Donna Willis, who is in charge of warehouse logistics for the whiskey maker, calculated for the district administration that a total of 14 barrel storage facilities would generate $1 million (about €945,000) in property tax revenue annually. All in all, the small region had a budget of $15 million in fiscal 2022. The Jack Daniel’s brand is owned by the American liquor company Brown-Forman and is based in Louisville in the neighboring state of Kentucky. It is the best-selling whiskey brand in the United States.
Country property turning black
“But not all residents are happy with the expansion,” the New York Times wrote on Wednesday (local time). One of them, Christy Long, actually filed a lawsuit against the county, more precisely the building authority, in January.
The neighborhood because the woman says mission permits are missing for the new building, Camp Number Seven. According to the American newspaper, the building permit has been temporarily suspended. Long owns an old mansion nearby, the Manor at ShaeJo, built in 1900, which she rents out for weddings and other events.
Protect Monument with a high pressure cleaner
The BBC quoted Mrs. or her lawyer, Jason Holman, as saying that the fungus had already caused severe damage to the facade and roof of the old palace. According to the New York Times, the building had to be cleaned quarterly with a high-pressure cleaner and chlorine, but the fungus kept coming back.

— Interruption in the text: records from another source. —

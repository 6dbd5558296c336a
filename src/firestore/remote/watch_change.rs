use serde::Deserialize;
use serde_json::Value as JsonValue;

use crate::firestore::core::types::TargetId;
use crate::firestore::error::{internal_error, invalid_argument, map_rpc_status, FirestoreError, FirestoreResult};
use crate::firestore::model::{DocumentKey, MaybeDocument, NoDocument, SnapshotVersion};
use crate::firestore::remote::serializer::JsonProtoSerializer;

/// One decoded message of the listen stream.
#[derive(Debug, Clone, PartialEq)]
pub enum WatchChange {
    TargetChange(WatchTargetChange),
    DocumentChange(DocumentWatchChange),
    ExistenceFilter(ExistenceFilterChange),
}

#[derive(Debug, Clone, PartialEq)]
pub struct WatchTargetChange {
    pub state: TargetChangeState,
    /// Empty means "every active target".
    pub target_ids: Vec<TargetId>,
    pub resume_token: Vec<u8>,
    /// Set when the backend removed the targets because of an error.
    pub cause: Option<FirestoreError>,
}

#[derive(Debug, Clone, Copy, PartialEq, Eq)]
pub enum TargetChangeState {
    NoChange,
    Added,
    Removed,
    Current,
    Reset,
}

/// A document entering, changing in, or leaving a set of targets.
///
/// `new_doc` is `None` when the backend only said the document left the
/// targets without saying whether it still exists.
#[derive(Debug, Clone, PartialEq)]
pub struct DocumentWatchChange {
    pub updated_target_ids: Vec<TargetId>,
    pub removed_target_ids: Vec<TargetId>,
    pub key: DocumentKey,
    pub new_doc: Option<MaybeDocument>,
}

#[derive(Debug, Clone, Copy, PartialEq, Eq)]
pub struct ExistenceFilterChange {
    pub target_id: TargetId,
    pub count: usize,
}

#[derive(Debug, Deserialize)]
struct StatusCause {
    #[serde(default)]
    code: i32,
    #[serde(default)]
    message: Option<String>,
}

pub fn decode_watch_change(
    serializer: &JsonProtoSerializer,
    value: &JsonValue,
) -> FirestoreResult<Option<WatchChange>> {
    if let Some(target_change) = value.get("targetChange") {
        return decode_target_change(serializer, target_change).map(Some);
    }

    if let Some(document_change) = value.get("documentChange") {
        return decode_document_change(serializer, document_change).map(Some);
    }

    if let Some(document_delete) = value.get("documentDelete") {
        return decode_document_delete(serializer, document_delete).map(Some);
    }

    if let Some(document_remove) = value.get("documentRemove") {
        return decode_document_remove(serializer, document_remove).map(Some);
    }

    if let Some(filter) = value.get("filter") {
        return decode_filter_change(filter).map(Some);
    }

    Ok(None)
}

/// The global snapshot version a listen response establishes. Only a target
/// change addressed to all targets carries one; everything else is `min`.
pub fn snapshot_version_from_response(
    serializer: &JsonProtoSerializer,
    value: &JsonValue,
) -> FirestoreResult<SnapshotVersion> {
    let Some(target_change) = value.get("targetChange") else {
        return Ok(SnapshotVersion::min());
    };
    if !numeric_array(target_change.get("targetIds")).is_empty() {
        return Ok(SnapshotVersion::min());
    }
    match target_change.get("readTime") {
        Some(read_time) => serializer.decode_version(read_time),
        None => Ok(SnapshotVersion::min()),
    }
}

fn decode_target_change(
    serializer: &JsonProtoSerializer,
    value: &JsonValue,
) -> FirestoreResult<WatchChange> {
    let target_ids = numeric_array(value.get("targetIds"));

    let resume_token = value
        .get("resumeToken")
        .map(|token| serializer.decode_bytes(token))
        .transpose()?
        .unwrap_or_default();

    let state = value
        .get("targetChangeType")
        .and_then(JsonValue::as_str)
        .map(target_state_from_str)
        .unwrap_or(TargetChangeState::NoChange);

    let cause = value
        .get("cause")
        .map(|cause| serde_json::from_value::<StatusCause>(cause.clone()))
        .transpose()
        .map_err(|err| internal_error(format!("Failed to decode watch cause: {err}")))?
        .map(|cause| map_rpc_status(cause.code, cause.message));

    Ok(WatchChange::TargetChange(WatchTargetChange {
        state,
        target_ids,
        resume_token,
        cause,
    }))
}

fn decode_document_change(
    serializer: &JsonProtoSerializer,
    value: &JsonValue,
) -> FirestoreResult<WatchChange> {
    let document = value
        .get("document")
        .ok_or_else(|| invalid_argument("documentChange missing document"))?;
    let doc = serializer.decode_document(document)?;

    Ok(WatchChange::DocumentChange(DocumentWatchChange {
        updated_target_ids: numeric_array(value.get("targetIds")),
        removed_target_ids: numeric_array(value.get("removedTargetIds")),
        key: doc.key().clone(),
        new_doc: Some(doc.into()),
    }))
}

fn decode_document_delete(
    serializer: &JsonProtoSerializer,
    value: &JsonValue,
) -> FirestoreResult<WatchChange> {
    let key = document_key(serializer, value, "documentDelete")?;
    let read_time = value
        .get("readTime")
        .map(|time| serializer.decode_version(time))
        .transpose()?
        .unwrap_or_else(SnapshotVersion::min);

    Ok(WatchChange::DocumentChange(DocumentWatchChange {
        updated_target_ids: Vec::new(),
        removed_target_ids: numeric_array(value.get("removedTargetIds")),
        key: key.clone(),
        new_doc: Some(NoDocument::new(key, read_time).into()),
    }))
}

fn decode_document_remove(
    serializer: &JsonProtoSerializer,
    value: &JsonValue,
) -> FirestoreResult<WatchChange> {
    let key = document_key(serializer, value, "documentRemove")?;

    Ok(WatchChange::DocumentChange(DocumentWatchChange {
        updated_target_ids: Vec::new(),
        removed_target_ids: numeric_array(value.get("removedTargetIds")),
        key,
        new_doc: None,
    }))
}

fn decode_filter_change(value: &JsonValue) -> FirestoreResult<WatchChange> {
    let target_id = value
        .get("targetId")
        .and_then(JsonValue::as_i64)
        .ok_or_else(|| invalid_argument("filter missing targetId"))? as TargetId;
    let count = value.get("count").and_then(JsonValue::as_u64).unwrap_or(0) as usize;
    Ok(WatchChange::ExistenceFilter(ExistenceFilterChange {
        target_id,
        count,
    }))
}

fn document_key(
    serializer: &JsonProtoSerializer,
    value: &JsonValue,
    kind: &str,
) -> FirestoreResult<DocumentKey> {
    let name = value
        .get("document")
        .and_then(JsonValue::as_str)
        .ok_or_else(|| invalid_argument(format!("{kind} missing document")))?;
    serializer.document_key_from_name(name)
}

fn numeric_array(value: Option<&JsonValue>) -> Vec<TargetId> {
    value
        .and_then(JsonValue::as_array)
        .map(|entries| {
            entries
                .iter()
                .filter_map(|entry| entry.as_i64().map(|value| value as TargetId))
                .collect::<Vec<_>>()
        })
        .unwrap_or_default()
}

fn target_state_from_str(value: &str) -> TargetChangeState {
    match value {
        "ADD" => TargetChangeState::Added,
        "REMOVE" => TargetChangeState::Removed,
        "CURRENT" => TargetChangeState::Current,
        "RESET" => TargetChangeState::Reset,
        _ => TargetChangeState::NoChange,
    }
}

#[cfg(test)]
mod tests {
    use super::*;
    use crate::firestore::error::FirestoreErrorCode;
    use crate::firestore::model::DatabaseId;
    use serde_json::json;

    fn serializer() -> JsonProtoSerializer {
        JsonProtoSerializer::new(DatabaseId::new("project", "(default)"))
    }

    fn name(path: &str) -> String {
        format!("projects/project/databases/(default)/documents/{path}")
    }

    #[test]
    fn decodes_target_change() {
        let serializer = serializer();
        let change = json!({
            "targetChange": {
                "targetIds": [1, 2],
                "resumeToken": serializer.encode_bytes(&[1, 2, 3]),
                "targetChangeType": "CURRENT"
            }
        });

        let decoded = decode_watch_change(&serializer, &change).unwrap().unwrap();
        match decoded {
            WatchChange::TargetChange(change) => {
                assert_eq!(change.target_ids, vec![1, 2]);
                assert_eq!(change.resume_token, vec![1, 2, 3]);
                assert_eq!(change.state, TargetChangeState::Current);
                assert!(change.cause.is_none());
            }
            other => panic!("unexpected change: {other:?}"),
        }
    }

    #[test]
    fn removal_cause_maps_status_code() {
        let change = json!({
            "targetChange": {
                "targetIds": [4],
                "targetChangeType": "REMOVE",
                "cause": {"code": 7, "message": "denied"}
            }
        });
        let WatchChange::TargetChange(change) =
            decode_watch_change(&serializer(), &change).unwrap().unwrap()
        else {
            panic!("expected target change");
        };
        assert_eq!(change.state, TargetChangeState::Removed);
        let cause = change.cause.unwrap();
        assert_eq!(cause.code, FirestoreErrorCode::PermissionDenied);
        assert_eq!(cause.message(), "denied");
    }

    #[test]
    fn document_change_carries_update_time() {
        let change = json!({
            "documentChange": {
                "document": {
                    "name": name("rooms/a"),
                    "fields": {"n": {"integerValue": "1"}},
                    "updateTime": "1970-01-01T00:00:01Z"
                },
                "targetIds": [2],
                "removedTargetIds": [4]
            }
        });
        let WatchChange::DocumentChange(change) =
            decode_watch_change(&serializer(), &change).unwrap().unwrap()
        else {
            panic!("expected document change");
        };
        assert_eq!(change.updated_target_ids, vec![2]);
        assert_eq!(change.removed_target_ids, vec![4]);
        let doc = change.new_doc.unwrap();
        assert!(doc.is_document());
        assert_eq!(doc.version(), SnapshotVersion::from_micros(1_000_000));
    }

    #[test]
    fn delete_and_remove_differ_in_new_doc() {
        let delete = json!({
            "documentDelete": {
                "document": name("rooms/a"),
                "readTime": "1970-01-01T00:00:02Z",
                "removedTargetIds": [2]
            }
        });
        let WatchChange::DocumentChange(delete) =
            decode_watch_change(&serializer(), &delete).unwrap().unwrap()
        else {
            panic!("expected document change");
        };
        let deleted = delete.new_doc.unwrap();
        assert!(deleted.is_no_document());
        assert_eq!(deleted.version(), SnapshotVersion::from_micros(2_000_000));

        let remove = json!({
            "documentRemove": {"document": name("rooms/a"), "removedTargetIds": [2]}
        });
        let WatchChange::DocumentChange(remove) =
            decode_watch_change(&serializer(), &remove).unwrap().unwrap()
        else {
            panic!("expected document change");
        };
        assert!(remove.new_doc.is_none());
        assert_eq!(remove.removed_target_ids, vec![2]);
    }

    #[test]
    fn decodes_existence_filter() {
        let change = json!({"filter": {"targetId": 2, "count": 3}});
        assert_eq!(
            decode_watch_change(&serializer(), &change).unwrap(),
            Some(WatchChange::ExistenceFilter(ExistenceFilterChange {
                target_id: 2,
                count: 3
            }))
        );
        assert_eq!(decode_watch_change(&serializer(), &json!({})).unwrap(), None);
    }

    #[test]
    fn only_global_target_changes_carry_a_snapshot_version() {
        let serializer = serializer();
        let global = json!({
            "targetChange": {"targetChangeType": "NO_CHANGE", "readTime": "1970-01-01T00:00:05Z"}
        });
        assert_eq!(
            snapshot_version_from_response(&serializer, &global).unwrap(),
            SnapshotVersion::from_micros(5_000_000)
        );

        let targeted = json!({
            "targetChange": {"targetIds": [2], "readTime": "1970-01-01T00:00:05Z"}
        });
        assert!(snapshot_version_from_response(&serializer, &targeted)
            .unwrap()
            .is_min());
        assert!(snapshot_version_from_response(&serializer, &json!({"filter": {}}))
            .unwrap()
            .is_min());
    }
}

Lawyer Holman said his client is asking the court to prevent Jack Daniel’s from operating warehouses near her 350-square-meter country house, otherwise the whiskey maker must equip its warehouses, one of which is less than 250 meters from Villa Long, with filtration. systems. He had long complained that this part of Lincoln County would “turn black as coal.”
The share of the angel and the devil’s mushroom from the barrel
Melvin Keibler, general manager at Jack Daniel’s, said in a statement that his company follows all county, state and state guidelines for the design, construction and operation of whiskey depots. We are committed to protecting the environment and employee safety and health. The manufacturer of the spirits also referred to a study that proved that black fungus does not pose a health risk. It also does not cause any damage to the building fabric.
Whiskey distillers call the part of the alcohol that evaporates from the barrels during the aging process “idyllic,” the “angels share” (“angels share”). This is explained to you every time, says lawyer Holman on the BBC. “Unfortunately, this also turns into a devil mushroom.”
The mysterious soot plague in cognac
James A. Scott, a botanist and mold expert at the University of Toronto, Canada, has been researching fungi for more than 20 years. In the absence of specific studies, nothing is known about potential health risks from fungi. However, fungus can cause property damage because it can attach to almost any surface. It is also very resistant, for example to high temperatures. The only way to get rid of him is to “cut off his alcohol supply”.
According to the New York Times, the mushroom has been known since at least the 1870s and is named after the then director of the French Distillation Society, Antonin Baudouin. He discovered it on the walls of cognac distilleries and described it as “the soot plague”.